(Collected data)
▬▬▬▬▬▬

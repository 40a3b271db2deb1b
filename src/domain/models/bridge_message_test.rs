use serde_json::json;
use test_utils::insta_snapshot;

use super::BridgeMessage;
use super::CodeRequest;

#[test]
fn it_serializes_with_prefixed_types() {
    let message = BridgeMessage::SetFont { font_size: 16 };
    insta::assert_snapshot!(message.to_value().to_string(), @r###"{"fontSize":16,"type":"cses-companion-set-font"}"###);

    let message = BridgeMessage::UpdateTheme {
        is_dark_theme: true,
    };
    insta::assert_snapshot!(message.to_value().to_string(), @r###"{"isDarkTheme":true,"type":"cses-companion-update-theme"}"###);
}

#[test]
fn it_carries_code_in_the_payload() {
    let message = BridgeMessage::InsertCode {
        code: "int main() {\n    return 0;\n}".to_string(),
    };

    insta_snapshot(|| {
        insta::assert_json_snapshot!("insert_code_message", message);
    });
}

#[test]
fn it_parses_known_messages() {
    let parsed = BridgeMessage::parse(&json!({
        "type": "cses-companion-set-lang",
        "language": "python"
    }));

    assert_eq!(
        parsed,
        Some(BridgeMessage::SetLanguage {
            language: "python".to_string()
        })
    );

    let parsed = BridgeMessage::parse(&json!({ "type": "cses-companion-get-code-for-save" }));
    assert_eq!(parsed, Some(BridgeMessage::GetCodeForSave));
}

#[test]
fn it_ignores_foreign_and_unknown_messages() {
    assert!(BridgeMessage::parse(&json!({ "type": "webpackOk" })).is_none());
    assert!(BridgeMessage::parse(&json!({ "type": "cses-companion-reboot" })).is_none());
    assert!(BridgeMessage::parse(&json!({ "hello": "world" })).is_none());
    assert!(BridgeMessage::parse(&json!("cses-companion-get-code")).is_none());
    assert!(BridgeMessage::parse(&json!({ "type": 12 })).is_none());
}

#[test]
fn it_ignores_malformed_payloads() {
    let parsed = BridgeMessage::parse(&json!({
        "type": "cses-companion-set-font",
        "fontSize": "sixteen"
    }));

    assert!(parsed.is_none());
}

#[test]
fn it_pairs_requests_with_responses() {
    for kind in [
        CodeRequest::Submission,
        CodeRequest::Save,
        CodeRequest::Run,
        CodeRequest::Submit,
    ] {
        assert_eq!(BridgeMessage::request(kind).as_request(), Some(kind));

        let response = BridgeMessage::response(kind, "x".to_string());
        assert_eq!(response.as_response(), Some((kind, "x")));
        assert!(response.as_request().is_none());
    }
}
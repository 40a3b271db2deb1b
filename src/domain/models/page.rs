use anyhow::Result;
use async_trait::async_trait;
use tokio::sync::mpsc;

use super::SubmissionFile;

/// The computed styling the theme detector looks at.
#[derive(Clone, Debug, Default, PartialEq, Eq)]
pub struct PageStyle {
    pub background_color: String,
    pub body_classes: Vec<String>,
    pub root_classes: Vec<String>,
}

#[derive(Clone, Copy, Debug, PartialEq, Eq)]
pub enum MutationTarget {
    Body,
    Root,
}

/// An attribute change on the body or the document root.
#[derive(Clone, Debug, PartialEq, Eq)]
pub struct AttributeMutation {
    pub target: MutationTarget,
    pub attribute: String,
}

impl AttributeMutation {
    pub fn new(target: MutationTarget, attribute: &str) -> AttributeMutation {
        return AttributeMutation {
            target,
            attribute: attribute.to_string(),
        };
    }
}

/// The host problem page, as far as the companion depends on it.
pub trait HostPage: Send + Sync {
    fn url(&self) -> String;

    fn style(&self) -> PageStyle;

    fn has_editor_container(&self) -> bool;

    /// Subscribes to attribute mutations on body and root.
    fn observe(&self) -> mpsc::UnboundedReceiver<AttributeMutation>;
}

/// The site's native submission form.
#[async_trait]
pub trait NativeForm: Send + Sync {
    fn action(&self) -> String;

    /// Picks `label` in the language select. Returns false when the form has
    /// no language select or the label isn't one of its options.
    fn select_language(&self, label: &str) -> bool;

    /// Puts `file` into the form's file input.
    fn attach_file(&self, file: SubmissionFile) -> Result<()>;

    async fn submit(&self) -> Result<()>;

    fn hide(&self);
}

pub type NativeFormBox = Box<dyn NativeForm>;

▬▬▬▬▬▬

Directions for this task
Among the lines above, find those with the string "label" and copy them.

Output
    /// Picks `label` in the language select. Returns false when the form has
    /// no language select or the label isn't one of its options.
    fn select_language(&self, label: &str) -> bool;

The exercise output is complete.